QUINTO: Que, por el contrario, se cuenta en la materia con lo previsto expresamente por el artículo 360, inciso undécimo, en el sentido de que "La resolución que emita la Dirección Regional del Trabajo calificando los servicios  mínimos y los equipos de emergencia de la empresa deber ser fundada y emitida dentro de los cuarenta y cinco días siguientes al requerimiento. Esta resolución deber ser notificada a las partes dentro de los cinco días siguientes a su emisión  y sólo ser reclamable ante el Director Nacional del Trabajo.” Acierta en este sentido la juez a quo al señalar en la resolución recurrida  que la norma antes transcrita, en lo pertinente, ha limitado expresamente el conocimiento de la reclamación deducida al ámbito de competencia de la autoridad administrativa, en este caso, del Director Nacional del Trabajo, no estableciéndose instancia de reclamación judicial alguna en la materia laboral que nos ocupa, relativa a la negociación colectiva, por lo que no cabe sino concluir que los Juzgados de Letras del Trabajo carecen de competencia al efecto. 

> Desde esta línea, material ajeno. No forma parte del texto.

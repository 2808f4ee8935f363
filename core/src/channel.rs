//! Output channels and the notes assigned to them.

use std::cmp::Ordering;

use log::trace;

use crate::bst::{Compare, Interval, MaxOff, NodeId, RevisionId, Tree, TreeError};
use crate::map::ValueMap;
use crate::note::{Note, NoteRef};
use crate::time::Ticks;

pub const CHANNELS: usize = 16;

#[derive(Debug, Clone, Copy, PartialEq, Eq)]
pub enum ChannelCtrl {
  Program,
  PitchWheel,
}

impl ChannelCtrl {
  pub const ALL: [ChannelCtrl; 2] = [ChannelCtrl::Program, ChannelCtrl::PitchWheel];

  pub fn default_value(self) -> i32 {
    match self {
      ChannelCtrl::Program => 0,
      ChannelCtrl::PitchWheel => 0,
    }
  }

  fn index(self) -> usize {
    self as usize
  }
}

/// Entry of the channel note index, a copy of the note key plus the note it stands for.
#[derive(Debug, Clone, Copy, PartialEq, Eq)]
pub struct ChannelNote {
  pub on: Ticks,
  pub off: Ticks,
  pub midipitch: u8,
  pub note: NoteRef,
  max_off: Ticks,
}

impl ChannelNote {
  fn new(note: NoteRef, data: &Note) -> ChannelNote {
    ChannelNote {
      on: data.on,
      off: data.off,
      midipitch: data.midipitch,
      note,
      max_off: data.off,
    }
  }
}

impl Interval for ChannelNote {
  type Time = Ticks;

  fn on(&self) -> Ticks {
    self.on
  }

  fn off(&self) -> Ticks {
    self.off
  }

  fn max_off(&self) -> Ticks {
    self.max_off
  }

  fn set_max_off(&mut self, max_off: Ticks) {
    self.max_off = max_off;
  }
}

/// Note key first, then the note identity so every entry has a unique position.
#[derive(Debug, Clone, Copy, Default)]
pub struct ChannelOrder;

impl Compare<ChannelNote> for ChannelOrder {
  fn compare(&self, a: &ChannelNote, b: &ChannelNote) -> Ordering {
    a.on
      .cmp(&b.on)
      .then(a.off.cmp(&b.off))
      .then(a.midipitch.cmp(&b.midipitch))
      .then(a.note.cmp(&b.note))
  }
}

#[derive(Debug, Clone, PartialEq)]
pub struct ChannelRevision {
  notes: RevisionId,
  ctrl: [RevisionId; 2],
}

pub struct Channel {
  number: u8,
  notes: Tree<ChannelNote, ChannelOrder, MaxOff>,
  ctrl: [ValueMap; 2],
}

impl Channel {
  pub fn new(number: u8) -> Channel {
    Channel {
      number,
      notes: Tree::with_augment(ChannelOrder, MaxOff),
      ctrl: [
        ValueMap::new(ChannelCtrl::Program.default_value()),
        ValueMap::new(ChannelCtrl::PitchWheel.default_value()),
      ],
    }
  }

  pub fn number(&self) -> u8 {
    self.number
  }

  pub fn len(&self) -> usize {
    self.notes.size()
  }

  pub fn is_empty(&self) -> bool {
    self.notes.is_empty()
  }

  pub fn ctrl(&self, ctrl: ChannelCtrl) -> &ValueMap {
    &self.ctrl[ctrl.index()]
  }

  pub fn ctrl_mut(&mut self, ctrl: ChannelCtrl) -> &mut ValueMap {
    &mut self.ctrl[ctrl.index()]
  }

  /// Assigned notes in key order.
  pub fn notes(&self) -> impl Iterator<Item = NoteRef> + '_ {
    self.notes.iter().map(|(_, entry)| entry.note)
  }

  pub(crate) fn insert(&mut self, note: NoteRef, data: &Note) -> Result<NodeId, TreeError> {
    self.notes.insert(ChannelNote::new(note, data))
  }

  /// Removes the entry of `note`, found by the key it was inserted with.
  pub(crate) fn erase(&mut self, note: NoteRef, data: &Note) -> bool {
    match self.notes.find(&ChannelNote::new(note, data)) {
      Some(node) => {
        self.notes.erase(node);
        true
      }
      None => false,
    }
  }

  pub fn contains(&self, note: NoteRef, data: &Note) -> bool {
    self.notes.find(&ChannelNote::new(note, data)).is_some()
  }

  pub fn for_range<R, F>(&self, begin: Ticks, end: Ticks, mut visit: F) -> Option<R>
  where
    F: FnMut(&ChannelNote) -> Option<R>,
  {
    self.notes.for_range(begin, end, |_, entry| visit(entry))
  }

  /// Notes sounding somewhere in `[begin, end)`.
  pub fn range(&self, begin: Ticks, end: Ticks) -> Vec<NoteRef> {
    self
      .notes
      .range(begin, end)
      .into_iter()
      .map(|node| self.notes[node].note)
      .collect()
  }

  pub fn has_free_spot(&self, begin: Ticks, end: Ticks) -> bool {
    self.for_range(begin, end, |_| Some(())).is_none()
  }

  pub fn commit(&mut self) -> Result<ChannelRevision, TreeError> {
    Ok(ChannelRevision {
      notes: self.notes.commit()?,
      ctrl: [self.ctrl[0].commit()?, self.ctrl[1].commit()?],
    })
  }

  /// Moves every index to the revision.
  ///
  /// Entry nodes are recycled across branches, so one node can stand for
  /// different notes before and after the update. Owners that count assignments
  /// recount them from [`Channel::notes`] afterwards.
  pub fn update(&mut self, revision: &ChannelRevision) {
    let moved = self.notes.update(revision.notes).len();
    for (map, revision) in self.ctrl.iter_mut().zip(revision.ctrl.iter()) {
      map.update(*revision);
    }
    if moved > 0 {
      trace!("Channel {}: {} entries moved", self.number, moved);
    }
  }
}

#[cfg(test)]
mod test {

  use super::{Channel, ChannelCtrl};
  use crate::bst::NodeId;
  use crate::note::{Note, NoteRef};
  use crate::time::Ticks;
  use crate::track::TrackId;

  fn note(on: i32, off: i32, pitch: u8) -> Note {
    Note::new(Ticks::new(on), Ticks::new(off), i16::from(pitch), pitch)
  }

  fn note_ref(track: u32, node: NodeId) -> NoteRef {
    NoteRef {
      track: TrackId::new(track),
      node,
    }
  }

  /// Notes stored in a scratch track, for ids.
  fn ids(count: usize) -> Vec<NodeId> {
    let mut track = crate::track::Track::new(TrackId::new(0), crate::notesystem::CHANMASK_ALL);
    (0..count)
      .map(|i| track.insert(note(i as i32, i as i32 + 1, 60)).unwrap())
      .collect()
  }

  #[test]
  pub fn ctrl_defaults() {
    let channel = Channel::new(3);
    assert_eq!(channel.number(), 3);
    assert_eq!(channel.ctrl(ChannelCtrl::Program).get(Ticks::zero()), 0);
    assert_eq!(channel.ctrl(ChannelCtrl::PitchWheel).get(Ticks::zero()), 0);
  }

  #[test]
  pub fn overlap_queries() {
    let ids = ids(3);
    let mut channel = Channel::new(0);
    let a = note_ref(0, ids[0]);
    let b = note_ref(0, ids[1]);
    let c = note_ref(1, ids[2]);
    channel.insert(a, &note(0, 10, 60)).unwrap();
    channel.insert(b, &note(5, 15, 62)).unwrap();
    channel.insert(c, &note(20, 30, 64)).unwrap();

    assert_eq!(channel.range(Ticks::new(8), Ticks::new(20)), vec![a, b]);
    assert!(channel.has_free_spot(Ticks::new(15), Ticks::new(20)));
    assert!(!channel.has_free_spot(Ticks::new(14), Ticks::new(20)));
  }

  #[test]
  pub fn same_key_from_two_tracks() {
    let ids = ids(1);
    let mut channel = Channel::new(0);
    let data = note(0, 10, 60);
    let first = note_ref(0, ids[0]);
    let second = note_ref(1, ids[0]);
    channel.insert(first, &data).unwrap();
    channel.insert(second, &data).unwrap();

    assert!(channel.erase(second, &data));
    assert!(!channel.erase(second, &data));
    assert!(channel.contains(first, &data));
    assert_eq!(channel.len(), 1);
  }

  #[test]
  pub fn update_restores_entries() {
    let ids = ids(2);
    let mut channel = Channel::new(9);
    let a = note_ref(0, ids[0]);
    let b = note_ref(0, ids[1]);
    channel.insert(a, &note(0, 10, 36)).unwrap();
    let first = channel.commit().unwrap();

    channel.insert(b, &note(10, 20, 38)).unwrap();
    channel
      .ctrl_mut(ChannelCtrl::Program)
      .set_range(Ticks::zero(), Ticks::new(20), 5)
      .unwrap();
    let second = channel.commit().unwrap();

    channel.update(&first);
    assert_eq!(channel.notes().collect::<Vec<_>>(), vec![a]);
    assert_eq!(channel.ctrl(ChannelCtrl::Program).get(Ticks::new(5)), 0);
    channel.update(&second);
    assert_eq!(channel.notes().collect::<Vec<_>>(), vec![a, b]);
    assert_eq!(channel.ctrl(ChannelCtrl::Program).get(Ticks::new(5)), 5);
  }
}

SEXTO: Que, por consiguiente, al no dar curso a la reclamación deducida, declarándose incompetente, la juez del grado no ha incurrido en un error susceptible de enmendarse por la vía del arbitrio intentado. Por estas consideraciones, y lo dispuesto, además, en los artículos 465 y  472, del Código del Trabajo, se confirma la resolución apelada de fecha veintisiete de julio de dos mil diecisiete, dictada por el Segundo Juzgado de Letras del Trabajo de Santiago, en causa RIT Nº M-1806-2017, caratulada Sindicato “ Nacional de Trabajadores de Empresa Banco Ripley S.A. con Dirección Nacional  del Trabajo . ” 

Regístrese, notifíquese y en su oportunidad, archívese. Redacción de la ministra señora Viviana Cecilia Toro Ojeda. No firma el abogado integrante señor Cárdenas, no obstante haber concurrido a la vista de la causa y al acuerdo, por ausencia. 

Rol N 1635-2017. 

Pronunciado por la Cuarta Sala de la C.A. de Santiago integrada por los Ministros (as) Mireya Eugenia Lopez M., Viviana Toro O. Santiago, trece de octubre de dos mil diecisiete. 

En Santiago, a trece de octubre de dos mil diecisiete, notifiqué en Secretaría por el Estado Diario la resolución precedente.